mod common;

use sea_orm::{
    ActiveModelTrait, ColumnTrait, EntityTrait, IntoActiveModel, PaginatorTrait, QueryFilter, Set,
};
use siopao_storefront::{
    crypto::verify_password,
    entity::{
        InventoryItems, OrderItems, Orders, Products, RolePermissions, Roles, Users, products,
        role_permissions, roles, users,
    },
    permissions::{Permission, ROLE_CUSTOMER, ROLE_OWNER},
    seed::{self, DEMO_CUSTOMER_USERNAME, SPECIAL_PRODUCT_NAME},
};

use common::{admin_seed, setup_test_db};

#[tokio::test]
async fn seeding_twice_creates_nothing_new() -> anyhow::Result<()> {
    let db = setup_test_db().await;

    let first = seed::run(&db, &admin_seed()).await?;
    assert!(first.owner_role_created);
    assert_eq!(first.permissions_added, Permission::ALL.len());
    assert!(first.admin_created);
    assert!(first.demo_customer_created);
    assert!(first.catalog_seeded);
    assert_eq!(first.orders_seeded, 3);

    let second = seed::run(&db, &admin_seed()).await?;
    assert_eq!(second, seed::SeedReport::default());

    assert_eq!(Roles::find().count(&db).await?, 2);
    assert_eq!(
        Users::find()
            .filter(users::Column::Username.eq("admin"))
            .count(&db)
            .await?,
        1
    );
    assert_eq!(
        Users::find()
            .filter(users::Column::Username.eq(DEMO_CUSTOMER_USERNAME))
            .count(&db)
            .await?,
        1
    );
    assert_eq!(InventoryItems::find().count(&db).await?, 3);
    assert_eq!(Products::find().count(&db).await?, 3);
    assert_eq!(Orders::find().count(&db).await?, 3);
    assert_eq!(
        RolePermissions::find().count(&db).await?,
        Permission::ALL.len() as u64
    );
    Ok(())
}

#[tokio::test]
async fn owner_role_missing_permissions_is_topped_up() -> anyhow::Result<()> {
    let db = setup_test_db().await;

    let role = roles::ActiveModel {
        id: Set(uuid::Uuid::new_v4()),
        name: Set(ROLE_OWNER.to_string()),
        created_at: Set(chrono::Utc::now().into()),
    }
    .insert(&db)
    .await?;
    for permission in [Permission::ViewOrders, Permission::EditOrders] {
        role_permissions::ActiveModel {
            role_id: Set(role.id),
            permission: Set(permission.as_str().to_string()),
        }
        .insert(&db)
        .await?;
    }

    let report = seed::run(&db, &admin_seed()).await?;
    assert!(!report.owner_role_created);
    assert_eq!(report.permissions_added, Permission::ALL.len() - 2);

    let owners = Roles::find()
        .filter(roles::Column::Name.eq(ROLE_OWNER))
        .all(&db)
        .await?;
    assert_eq!(owners.len(), 1);
    assert_eq!(owners[0].id, role.id);

    let granted = RolePermissions::find()
        .filter(role_permissions::Column::RoleId.eq(role.id))
        .count(&db)
        .await?;
    assert_eq!(granted, Permission::ALL.len() as u64);
    Ok(())
}

#[tokio::test]
async fn existing_admin_is_left_untouched() -> anyhow::Result<()> {
    let db = setup_test_db().await;
    seed::run(&db, &admin_seed()).await?;

    let before = Users::find()
        .filter(users::Column::Username.eq("admin"))
        .one(&db)
        .await?
        .expect("admin seeded");
    assert!(verify_password("admin-password", &before.password_hash));

    let mut changed = admin_seed();
    changed.password = "a-different-password".to_string();
    let report = seed::run(&db, &changed).await?;
    assert!(!report.admin_created);

    let after = Users::find_by_id(before.id)
        .one(&db)
        .await?
        .expect("admin still present");
    assert_eq!(after.password_hash, before.password_hash);
    Ok(())
}

#[tokio::test]
async fn customer_role_is_created_with_the_owner_role() -> anyhow::Result<()> {
    let db = setup_test_db().await;
    let report = seed::run(&db, &admin_seed()).await?;
    assert!(report.customer_role_created);

    let customer_role = Roles::find()
        .filter(roles::Column::Name.eq(ROLE_CUSTOMER))
        .one(&db)
        .await?
        .expect("customer role");
    let customer = Users::find()
        .filter(users::Column::Username.eq(DEMO_CUSTOMER_USERNAME))
        .one(&db)
        .await?
        .expect("demo customer");
    assert_eq!(customer.role_id, customer_role.id);
    assert!(!customer.password_hash.contains("password123"));
    Ok(())
}

#[tokio::test]
async fn demo_order_totals_match_their_lines() -> anyhow::Result<()> {
    let db = setup_test_db().await;
    seed::run(&db, &admin_seed()).await?;

    let mut totals = Vec::new();
    for order in Orders::find().all(&db).await? {
        let items = OrderItems::find()
            .filter(siopao_storefront::entity::order_items::Column::OrderId.eq(order.id))
            .all(&db)
            .await?;
        assert!(!items.is_empty());
        let lines: Vec<(i32, i64)> = items.iter().map(|i| (i.quantity, i.price)).collect();
        assert_eq!(order.total_amount, seed::order_total(&lines));
        totals.push(order.total_amount);
    }

    totals.sort_unstable();
    assert_eq!(totals, vec![5500, 12500, 15000]);
    Ok(())
}

#[tokio::test]
async fn renamed_demo_product_skips_demo_orders() -> anyhow::Result<()> {
    let db = setup_test_db().await;
    seed::run(&db, &admin_seed()).await?;

    OrderItems::delete_many().exec(&db).await?;
    Orders::delete_many().exec(&db).await?;

    let special = Products::find()
        .filter(products::Column::Name.eq(SPECIAL_PRODUCT_NAME))
        .one(&db)
        .await?
        .expect("special product");
    let mut active = special.into_active_model();
    active.name = Set("Renamed Siopao".to_string());
    active.update(&db).await?;

    let report = seed::run(&db, &admin_seed()).await?;
    assert!(!report.catalog_seeded);
    assert_eq!(report.orders_seeded, 0);
    assert_eq!(Orders::find().count(&db).await?, 0);
    Ok(())
}

#[tokio::test]
async fn product_lookup_ignores_case() -> anyhow::Result<()> {
    let db = setup_test_db().await;
    seed::run(&db, &admin_seed()).await?;

    OrderItems::delete_many().exec(&db).await?;
    Orders::delete_many().exec(&db).await?;

    let special = Products::find()
        .filter(products::Column::Name.eq(SPECIAL_PRODUCT_NAME))
        .one(&db)
        .await?
        .expect("special product");
    let mut active = special.into_active_model();
    active.name = Set(SPECIAL_PRODUCT_NAME.to_uppercase());
    active.update(&db).await?;

    let report = seed::run(&db, &admin_seed()).await?;
    assert_eq!(report.orders_seeded, 3);
    Ok(())
}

--- --- ---

What you have to do » Filter the entries down to the lines containing "changed". Copy each of those lines.

Reply to the task »
    let mut changed = admin_seed();
    changed.password = "a-different-password".to_string();
    let report = seed::run(&db, &changed).await?;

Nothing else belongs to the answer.